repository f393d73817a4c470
use super::endpoint::UpstreamEndpoint;
use crate::dns::load_balancer::FailoverStrategy;
use async_trait::async_trait;
use devdns_application::ports::UpstreamForwarder;
use devdns_domain::{DomainError, ForwardingConfig};
use hickory_proto::op::Message;
use std::time::Duration;
use tracing::warn;

/// Relays whole query messages to the configured upstream servers
pub struct DnsForwarder {
    servers: Vec<UpstreamEndpoint>,
    timeout: Duration,
    strategy: FailoverStrategy,
}

impl DnsForwarder {
    pub fn new(servers: Vec<UpstreamEndpoint>, timeout: Duration) -> Self {
        Self {
            servers,
            timeout,
            strategy: FailoverStrategy::new(),
        }
    }

    pub fn from_config(config: &ForwardingConfig) -> Self {
        let servers = config
            .servers
            .iter()
            .map(|raw| UpstreamEndpoint::parse(raw))
            .collect();
        Self::new(servers, Duration::from_millis(config.timeout_ms))
    }

    pub fn servers(&self) -> &[UpstreamEndpoint] {
        &self.servers
    }

    pub fn timeout(&self) -> Duration {
        self.timeout
    }
}

#[async_trait]
impl UpstreamForwarder for DnsForwarder {
    async fn forward(&self, query: &Message) -> Result<Message, DomainError> {
        let query_bytes = query.to_vec().map_err(|e| {
            warn!(error = %e, "Cannot encode query for forwarding");
            DomainError::AllUpstreamsFailed
        })?;

        let result = self
            .strategy
            .query(&self.servers, &query_bytes, query.id(), self.timeout)
            .await?;
        Ok(result.response)
    }
}
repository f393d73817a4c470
use devdns_application::use_cases::ResolveQueryUseCase;
use hickory_proto::op::{Message, MessageType, OpCode, ResponseCode};
use std::net::SocketAddr;
use std::sync::Arc;
use tracing::{debug, error, warn};

/// Wire-level entry point: one inbound datagram in, at most one reply out.
pub struct DnsServerHandler {
    use_case: Arc<ResolveQueryUseCase>,
}

impl DnsServerHandler {
    pub fn new(use_case: Arc<ResolveQueryUseCase>) -> Self {
        Self { use_case }
    }

    /// Decode, resolve and encode.
    ///
    /// Returns `None` when nothing should be sent back: the datagram is a
    /// response, is too short to carry an id, or the reply failed to encode.
    pub async fn handle_datagram(&self, bytes: &[u8], peer: SocketAddr) -> Option<Vec<u8>> {
        let query = match Message::from_vec(bytes) {
            Ok(message) => message,
            Err(e) => {
                warn!(client = %peer, error = %e, len = bytes.len(), "Undecodable query");
                return format_error_reply(bytes);
            }
        };

        if query.message_type() == MessageType::Response {
            debug!(client = %peer, id = query.id(), "Ignoring inbound response");
            return None;
        }

        let reply = self.use_case.resolve(&query, peer).await;

        match reply.to_vec() {
            Ok(encoded) => Some(encoded),
            Err(e) => {
                error!(client = %peer, id = reply.id(), error = %e, "Failed to encode reply");
                None
            }
        }
    }
}

fn format_error_reply(bytes: &[u8]) -> Option<Vec<u8>> {
    let id = match bytes {
        [hi, lo, ..] => u16::from_be_bytes([*hi, *lo]),
        _ => return None,
    };

    Message::error_msg(id, OpCode::Query, ResponseCode::FormErr)
        .to_vec()
        .map_err(|e| error!(id, error = %e, "Failed to encode FORMERR reply"))
        .ok()
}

#[cfg(test)]
mod tests {
    use super::*;

    #[test]
    fn test_format_error_reply_keeps_id() {
        let encoded = format_error_reply(&[0xab, 0xcd, 0xff]).unwrap();
        let reply = Message::from_vec(&encoded).unwrap();
        assert_eq!(reply.id(), 0xabcd);
        assert_eq!(reply.response_code(), ResponseCode::FormErr);
        assert_eq!(reply.message_type(), MessageType::Response);
    }

    #[test]
    fn test_format_error_reply_needs_an_id() {
        assert!(format_error_reply(&[]).is_none());
        assert!(format_error_reply(&[0x01]).is_none());
    }
}
pub mod dns;

pub use dns::ResolveQueryUseCase;
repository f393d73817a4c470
pub mod dns;

pub use dns::start_dns_server;
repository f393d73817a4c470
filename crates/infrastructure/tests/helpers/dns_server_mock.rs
use hickory_proto::op::{Message, MessageType, OpCode, Query, ResponseCode};
use hickory_proto::rr::rdata::A;
use hickory_proto::rr::{Name, RData, Record, RecordType};
use std::net::{Ipv4Addr, SocketAddr};
use std::str::FromStr;
use std::sync::atomic::{AtomicUsize, Ordering};
use std::sync::Arc;
use tokio::net::UdpSocket;
use tokio::sync::oneshot;

pub const UPSTREAM_IP: Ipv4Addr = Ipv4Addr::new(93, 184, 216, 34);

/// How the mock upstream answers each datagram
#[derive(Debug, Clone, Copy)]
pub enum MockReply {
    /// NOERROR with one A record for every question
    Answer(Ipv4Addr),
    /// NXDOMAIN, empty answer section
    NxDomain,
    /// Valid reply carrying a different transaction id
    WrongId,
    /// Bytes that do not decode as a DNS message
    Garbage,
    /// Never replies
    Silent,
}

pub struct MockDnsServer {
    addr: SocketAddr,
    received: Arc<AtomicUsize>,
    shutdown_tx: Option<oneshot::Sender<()>>,
}

impl MockDnsServer {
    pub async fn start(behavior: MockReply) -> Result<Self, std::io::Error> {
        let socket = UdpSocket::bind(SocketAddr::from(([127, 0, 0, 1], 0))).await?;
        let addr = socket.local_addr()?;
        let received = Arc::new(AtomicUsize::new(0));
        let counter = Arc::clone(&received);

        let (shutdown_tx, mut shutdown_rx) = oneshot::channel();

        tokio::spawn(async move {
            let mut buf = vec![0u8; 4096];

            loop {
                tokio::select! {
                    _ = &mut shutdown_rx => {
                        break;
                    }
                    result = socket.recv_from(&mut buf) => {
                        if let Ok((len, peer)) = result {
                            counter.fetch_add(1, Ordering::SeqCst);
                            if let Some(response) = Self::build_mock_response(&buf[..len], behavior) {
                                let _ = socket.send_to(&response, peer).await;
                            }
                        }
                    }
                }
            }
        });

        Ok(Self {
            addr,
            received,
            shutdown_tx: Some(shutdown_tx),
        })
    }

    pub fn addr(&self) -> SocketAddr {
        self.addr
    }

    /// Endpoint string as it would appear in the config
    pub fn endpoint(&self) -> String {
        self.addr.to_string()
    }

    pub fn received(&self) -> usize {
        self.received.load(Ordering::SeqCst)
    }

    fn build_mock_response(query: &[u8], behavior: MockReply) -> Option<Vec<u8>> {
        let request = Message::from_vec(query).ok()?;

        let mut response = Message::new();
        response
            .set_id(request.id())
            .set_message_type(MessageType::Response)
            .set_op_code(OpCode::Query)
            .set_recursion_desired(request.recursion_desired())
            .set_recursion_available(true);
        response.add_queries(request.queries().to_vec());

        match behavior {
            MockReply::Answer(ip) => {
                let answers: Vec<Record> = request
                    .queries()
                    .iter()
                    .map(|q| Record::from_rdata(q.name().clone(), 60, RData::A(A(ip))))
                    .collect();
                response.add_answers(answers);
            }
            MockReply::NxDomain => {
                response.set_response_code(ResponseCode::NXDomain);
            }
            MockReply::WrongId => {
                response.set_id(request.id().wrapping_add(1));
            }
            MockReply::Garbage => return Some(vec![0xde, 0xad]),
            MockReply::Silent => return None,
        }

        response.to_vec().ok()
    }
}

impl Drop for MockDnsServer {
    fn drop(&mut self) {
        if let Some(tx) = self.shutdown_tx.take() {
            let _ = tx.send(());
        }
    }
}

/// Recursive A query for `name` with the given id
pub fn query(id: u16, name: &str) -> Message {
    let mut message = Message::new();
    message
        .set_id(id)
        .set_message_type(MessageType::Query)
        .set_op_code(OpCode::Query)
        .set_recursion_desired(true);
    message.add_query(Query::query(Name::from_str(name).unwrap(), RecordType::A));
    message
}
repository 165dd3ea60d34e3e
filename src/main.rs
//! site-relay - contact-form relay for a personal static website.

mod cli;

use tracing_subscriber::{layer::SubscriberExt, util::SubscriberInitExt};

#[tokio::main]
async fn main() -> anyhow::Result<()> {
    // Load .env file if present (before anything else)
    let _ = dotenvy::dotenv();

    let default_filter = if cli::is_verbose() {
        "site_relay=debug,tower_http=debug"
    } else {
        "site_relay=info"
    };

    tracing_subscriber::registry()
        .with(
            tracing_subscriber::EnvFilter::try_from_default_env()
                .unwrap_or_else(|_| default_filter.into()),
        )
        .with(tracing_subscriber::fmt::layer())
        .init();

    cli::run().await
}
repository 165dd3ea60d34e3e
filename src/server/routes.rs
//! Router configuration for the relay server.

use axum::{routing::any, Router};
use tower_http::trace::TraceLayer;

use super::handlers;
use super::AppState;

/// Platform-style path the static site's form posts to.
pub const FUNCTION_PATH: &str = "/.netlify/functions/contact";

/// Create the router. Every method is routed so the relay answers 405 itself.
pub fn create_router(state: AppState) -> Router {
    Router::new()
        .route("/contact", any(handlers::submit_contact))
        .route(FUNCTION_PATH, any(handlers::submit_contact))
        .layer(TraceLayer::new_for_http())
        .with_state(state)
}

▶ [Task item] Extract, please, the lines from the start of the entries above through the one with "pub struct DnsForwarder", both included, reproducing each exactly and adding nothing.

▶ [Written response]
repository f393d73817a4c470
use super::endpoint::UpstreamEndpoint;
use crate::dns::load_balancer::FailoverStrategy;
use async_trait::async_trait;
use devdns_application::ports::UpstreamForwarder;
use devdns_domain::{DomainError, ForwardingConfig};
use hickory_proto::op::Message;
use std::time::Duration;
use tracing::warn;

/// Relays whole query messages to the configured upstream servers
pub struct DnsForwarder {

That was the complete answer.